— Qu’est-ce que vous pensez donc, demoiselle ? Je le suivrais comme cantinière, bien entendu.
Valentine ne put s’empêcher de rire de la prestesse avec laquelle se retournait Annette, et celle-ci, dégringolant l’escalier qui gémissait sous la charge, alla contempler l’artillerie de plus près.
Pour être véridique, avouons que Mlle Stenneverck fit sa toilette avec plus de rapidité qu’elle n’en apportait d’habitude à cette importante opération. Aussi entra-t-elle dans la salle à manger à une heure inaccoutumée.
Grand-père Frantz, toujours malin, en fit aussitôt la remarque.
— L’artillerie fait des miracles, dit-il ; voici ma petite-fille qui paraît trois heures seulement après l’aurore.
Le vieillard se tenait debout devant la fenêtre et s’amusait du va-et-vient des arrivants.
— Que vous êtes taquin, grand-père, fit Valentine, en lui tendant son front ; vous oubliez que, de ma chambre, j’en pouvais voir tout autant.

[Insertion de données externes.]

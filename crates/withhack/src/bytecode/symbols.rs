//! Symbol-table analysis.
//!
//! Decides, for every function scope, which names are locals, which are
//! captured by nested functions (cell variables) and which are captured from
//! enclosing functions (free variables). Everything else in a function is a
//! global. Module scope addresses every name through the name-indexed table.

use ahash::{AHashMap, AHashSet};
use indexmap::IndexSet;
use ruff_python_ast::{
    self as ast, Expr, ExprContext, Parameters, Stmt,
    visitor::{self, Visitor},
};
use ruff_text_size::TextRange;

/// Key of a scope: the start offset of its `def` or `lambda`.
pub(crate) type ScopeKey = u32;

/// Key of the module scope.
pub(crate) const MODULE_SCOPE: ScopeKey = u32::MAX;

pub(crate) fn scope_key(range: TextRange) -> ScopeKey {
    u32::from(range.start())
}

/// Names declared and used in one scope.
#[derive(Debug, Default)]
pub(crate) struct ScopeInfo {
    pub is_function: bool,
    /// Parameter names in slot order.
    pub params: Vec<String>,
    bound: IndexSet<String>,
    used: IndexSet<String>,
    pub globals: AHashSet<String>,
    nonlocals: AHashSet<String>,
    children: Vec<ScopeKey>,
    /// Resolved locals (parameters first), excluding cell variables that are not parameters.
    pub locals: IndexSet<String>,
    pub cellvars: IndexSet<String>,
    pub freevars: IndexSet<String>,
    /// Whether the enclosing scope is a function.
    pub nested: bool,
}

/// Scope information for a whole module.
#[derive(Debug)]
pub(crate) struct SymbolTable {
    scopes: AHashMap<ScopeKey, ScopeInfo>,
}

impl SymbolTable {
    pub fn analyze(body: &[Stmt]) -> Self {
        let mut collector = Collector {
            scopes: AHashMap::new(),
            current: MODULE_SCOPE,
        };
        collector.scopes.insert(MODULE_SCOPE, ScopeInfo::default());
        for stmt in body {
            collector.visit_stmt(stmt);
        }
        let mut table = Self {
            scopes: collector.scopes,
        };
        table.resolve(MODULE_SCOPE, &AHashSet::new());
        table
    }

    pub fn scope(&self, key: ScopeKey) -> Option<&ScopeInfo> {
        self.scopes.get(&key)
    }

    /// Resolves locals, cells and frees for `key` and its children.
    ///
    /// `enclosing` holds the names bound in enclosing function scopes. Returns
    /// the names this scope needs from outside itself.
    fn resolve(&mut self, key: ScopeKey, enclosing: &AHashSet<String>) -> IndexSet<String> {
        let Some(info) = self.scopes.get(&key) else {
            return IndexSet::new();
        };
        let is_function = info.is_function;
        let children = info.children.clone();
        let locals: IndexSet<String> = if is_function {
            info.params
                .iter()
                .chain(info.bound.iter())
                .filter(|name| !info.globals.contains(*name) && !info.nonlocals.contains(*name))
                .cloned()
                .collect()
        } else {
            IndexSet::new()
        };
        let visible: AHashSet<String> = if is_function {
            enclosing
                .iter()
                .filter(|name| !info.globals.contains(*name))
                .chain(locals.iter())
                .cloned()
                .collect()
        } else {
            AHashSet::new()
        };
        let mut needed: IndexSet<String> = info
            .used
            .iter()
            .chain(info.nonlocals.iter())
            .filter(|name| {
                is_function && !locals.contains(*name) && !info.globals.contains(*name) && enclosing.contains(*name)
            })
            .cloned()
            .collect();

        let mut cellvars = IndexSet::new();
        for child in children {
            if let Some(child_info) = self.scopes.get_mut(&child) {
                child_info.nested = is_function;
            }
            for name in self.resolve(child, &visible) {
                if locals.contains(&name) {
                    cellvars.insert(name);
                } else if is_function {
                    needed.insert(name);
                }
            }
        }

        if let Some(info) = self.scopes.get_mut(&key) {
            let params = info.params.len();
            info.locals = locals
                .into_iter()
                .enumerate()
                .filter(|(i, name)| *i < params || !cellvars.contains(name))
                .map(|(_, name)| name)
                .collect();
            info.cellvars = cellvars;
            info.freevars = needed.clone();
        }
        needed
    }
}

struct Collector {
    scopes: AHashMap<ScopeKey, ScopeInfo>,
    current: ScopeKey,
}

impl Collector {
    fn info(&mut self) -> &mut ScopeInfo {
        self.scopes.entry(self.current).or_default()
    }

    fn bind(&mut self, name: &str) {
        self.info().bound.insert(name.to_owned());
    }

    fn enter_function(&mut self, key: ScopeKey, parameters: Option<&Parameters>, body: impl FnOnce(&mut Self)) {
        if let Some(parameters) = parameters {
            for default in parameters
                .posonlyargs
                .iter()
                .chain(&parameters.args)
                .chain(&parameters.kwonlyargs)
                .filter_map(|p| p.default.as_deref())
            {
                self.visit_expr(default);
            }
        }
        self.info().children.push(key);
        let outer = std::mem::replace(&mut self.current, key);
        let info = self.info();
        info.is_function = true;
        if let Some(parameters) = parameters {
            info.params = parameter_names(parameters);
        }
        body(self);
        self.current = outer;
    }
}

/// Parameter names in slot order: positional, `*args`, then `**kwargs`.
pub(crate) fn parameter_names(parameters: &Parameters) -> Vec<String> {
    let mut names: Vec<String> = parameters
        .posonlyargs
        .iter()
        .chain(&parameters.args)
        .map(|p| p.parameter.name.id.to_string())
        .collect();
    if let Some(vararg) = &parameters.vararg {
        names.push(vararg.name.id.to_string());
    }
    if let Some(kwarg) = &parameters.kwarg {
        names.push(kwarg.name.id.to_string());
    }
    names
}

impl<'a> Visitor<'a> for Collector {
    fn visit_stmt(&mut self, stmt: &'a Stmt) {
        match stmt {
            Stmt::FunctionDef(ast::StmtFunctionDef {
                name,
                parameters,
                body,
                range,
                ..
            }) => {
                self.bind(name.id.as_str());
                self.enter_function(scope_key(*range), Some(parameters), |this| {
                    for stmt in body {
                        this.visit_stmt(stmt);
                    }
                });
            }
            Stmt::Global(ast::StmtGlobal { names, .. }) => {
                for name in names {
                    self.info().globals.insert(name.id.to_string());
                }
            }
            Stmt::Nonlocal(ast::StmtNonlocal { names, .. }) => {
                for name in names {
                    self.info().nonlocals.insert(name.id.to_string());
                }
            }
            Stmt::AugAssign(ast::StmtAugAssign { target, .. }) => {
                if let Expr::Name(ast::ExprName { id, .. }) = target.as_ref() {
                    self.info().used.insert(id.to_string());
                }
                visitor::walk_stmt(self, stmt);
            }
            _ => visitor::walk_stmt(self, stmt),
        }
    }

    fn visit_expr(&mut self, expr: &'a Expr) {
        match expr {
            Expr::Name(ast::ExprName { id, ctx, .. }) => match ctx {
                ExprContext::Load => {
                    self.info().used.insert(id.to_string());
                }
                _ => self.bind(id.as_str()),
            },
            Expr::Lambda(ast::ExprLambda {
                parameters, body, range, ..
            }) => {
                self.enter_function(scope_key(*range), parameters.as_deref(), |this| this.visit_expr(body));
            }
            _ => visitor::walk_expr(self, expr),
        }
    }

    fn visit_except_handler(&mut self, handler: &'a ast::ExceptHandler) {
        let ast::ExceptHandler::ExceptHandler(h) = handler;
        if let Some(name) = &h.name {
            self.bind(name.id.as_str());
        }
        visitor::walk_except_handler(self, handler);
    }
}

#[cfg(test)]
mod tests {
    use ruff_python_parser::parse_module;
    use ruff_text_size::Ranged;

    use super::*;

    fn analyze(source: &str) -> (SymbolTable, Vec<Stmt>) {
        let body = parse_module(source).unwrap().into_syntax().body.into_iter().collect::<Vec<_>>();
        (SymbolTable::analyze(&body), body)
    }

    fn function_key(stmt: &Stmt) -> ScopeKey {
        scope_key(stmt.range())
    }

    #[test]
    fn captured_locals_become_cells_and_frees() {
        let (table, body) = analyze("def outer(a):\n    b = 1\n    def inner():\n        return a + b + c\n    return inner\n");
        let outer = table.scope(function_key(&body[0])).unwrap();
        assert_eq!(outer.cellvars.iter().collect::<Vec<_>>(), vec!["a", "b"]);
        assert!(outer.locals.contains("a"));
        assert!(!outer.locals.contains("b"));

        let Stmt::FunctionDef(def) = &body[0] else { unreachable!() };
        let inner = table.scope(function_key(&def.body[1])).unwrap();
        assert!(inner.nested);
        assert!(inner.freevars.contains("a"));
        assert!(inner.freevars.contains("b"));
        assert!(!inner.freevars.contains("c"));
    }

    #[test]
    fn global_declarations_are_not_locals() {
        let (table, body) = analyze("def f():\n    global g\n    g = 1\n    h = 2\n");
        let f = table.scope(function_key(&body[0])).unwrap();
        assert!(!f.locals.contains("g"));
        assert!(f.locals.contains("h"));
        assert!(f.globals.contains("g"));
    }
}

— Le bruit t’avait-il réveillée ?
— Pas le moins du monde. C’est Nanniche, Nanniche radieuse, qui est venue m’annoncer la nouvelle.
— Parlons-en de Nanniche… Ta mère n’a point fini de se tourner le sang ; il n’y a pas moyen de la déraciner du seuil de la porte ; elle a déjà tenu conversation avec une demi-douzaine de soldats.
— Il y a longtemps, grand-père, que nous n’avions eu de troupes.
— Hé oui ; nous ne sommes plus sur le chemin de la frontière, depuis qu’on a tracé la grande route.
Autrefois, du temps de l’empereur, nous ne voyions que cela, des détachements militaires.
— Cela met un peu de gaîté dans la ville.
— Oui et les gens de France font toujours bonne mine à l’uniforme.